If the proposal is approved by its coalition partners - the National Movement for Stability and Progress and Movement for Rights and Freedoms - then the hike would take effect on January 1 2009.
Coalition leaders are meeting on May 10-11 in Bansko and are expected to debate the proposal.
BSP top brass made clear it wanted the increase to be cushioned by structural changes to the social security system, so that it does not increase the tax burden on companies and employees.
Recently-appointed Health Minister Evgeniy Zhelev said that the debate on health contributions increase is yet to begin, yet said that he would plead against forcing employers and citizens to pay higher health insurances.
Finance Minister Plamen Oresharski backed the proposal, saying that the ministry would draft several scenarios for health contributions’ increases, which would not place an additional burden on citizens and employers. Most probably, he said, the increase would happen simultaneously with a decrease in pension insurance.
According to Zhelev, BSP would insist on raising the health care budget to five per cent of gross domestic product from the current 4.2 per cent.
The health minister also said that the monopoly of the National Health Insurance Fund (NHIF) would not lapse before the end of the current Cabinet's term, which expires in summer 2009, despite the resistance from BSP's two coalition partners.
The reason was an administrative one - Bulgaria is yet to build a single health information system and must change a number of laws, as well as outline the mechanism for new health insurance funds’ operation, which cannot be accomplished over the next 12 months, Zhelev said.
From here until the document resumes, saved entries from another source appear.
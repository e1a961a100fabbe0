//! Shared fixtures for the integration suites.
#![allow(dead_code)]

use std::sync::Arc;

use chrono::Utc;
use gantry_authentication::{
    hash_password, AuthConfig, PasswordResetService, SessionService, TokenSigner,
};
use gantry_core::{ManualClock, Principal, PrincipalId};
use gantry_store::{MemoryPrincipalStore, PrincipalStore};

pub const EMAIL: &str = "ada@example.com";
pub const PASSWORD: &str = "correct horse battery staple";

const ACCESS_PRIVATE: &str = include_str!("../fixtures/access_private.pem");
const ACCESS_PUBLIC: &str = include_str!("../fixtures/access_public.pem");
const REFRESH_PRIVATE: &str = include_str!("../fixtures/refresh_private.pem");
const REFRESH_PUBLIC: &str = include_str!("../fixtures/refresh_public.pem");

pub fn test_config() -> AuthConfig {
    AuthConfig {
        issuer: "https://tracker.test".to_owned(),
        audience: "https://tracker.test".to_owned(),
        access_ttl_secs: 900,
        refresh_ttl_secs: 604_800,
        access_private_pem: ACCESS_PRIVATE.to_owned(),
        access_public_pem: ACCESS_PUBLIC.to_owned(),
        refresh_private_pem: REFRESH_PRIVATE.to_owned(),
        refresh_public_pem: REFRESH_PUBLIC.to_owned(),
    }
}

/// One seeded principal plus the services wired to a shared manual clock.
pub struct Harness {
    pub store: Arc<MemoryPrincipalStore>,
    pub clock: ManualClock,
    pub sessions: Arc<SessionService>,
    pub reset: PasswordResetService,
    pub principal_id: PrincipalId,
}

pub async fn harness() -> Harness {
    let store = Arc::new(MemoryPrincipalStore::new());
    let clock = ManualClock::new(Utc::now());

    let principal = Principal::new(EMAIL, "Ada", "Lovelace", hash_password(PASSWORD).unwrap());
    let principal_id = principal.id;
    store.insert(principal).await.unwrap();

    let signer = TokenSigner::new(&test_config()).unwrap();
    let sessions = Arc::new(SessionService::new(
        Arc::clone(&store) as Arc<dyn gantry_store::PrincipalStore>,
        signer,
        Arc::new(clock.clone()),
    ));
    let reset = PasswordResetService::new(
        Arc::clone(&store) as Arc<dyn gantry_store::PrincipalStore>,
        Arc::new(clock.clone()),
    );

    Harness {
        store,
        clock,
        sessions,
        reset,
        principal_id,
    }
}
Concerning the privatisation of hospitals, the health minister said it the process would start once there are regulations on how the hospitals’ tangible assets would be managed. Most likely, 70 per cent would be put in private hands and the rest stay with central or local authorities, but new owners will face restrictions on the sale of lands owned by hospitals, some of which have been drawing the attention of investors interested in redevelopment.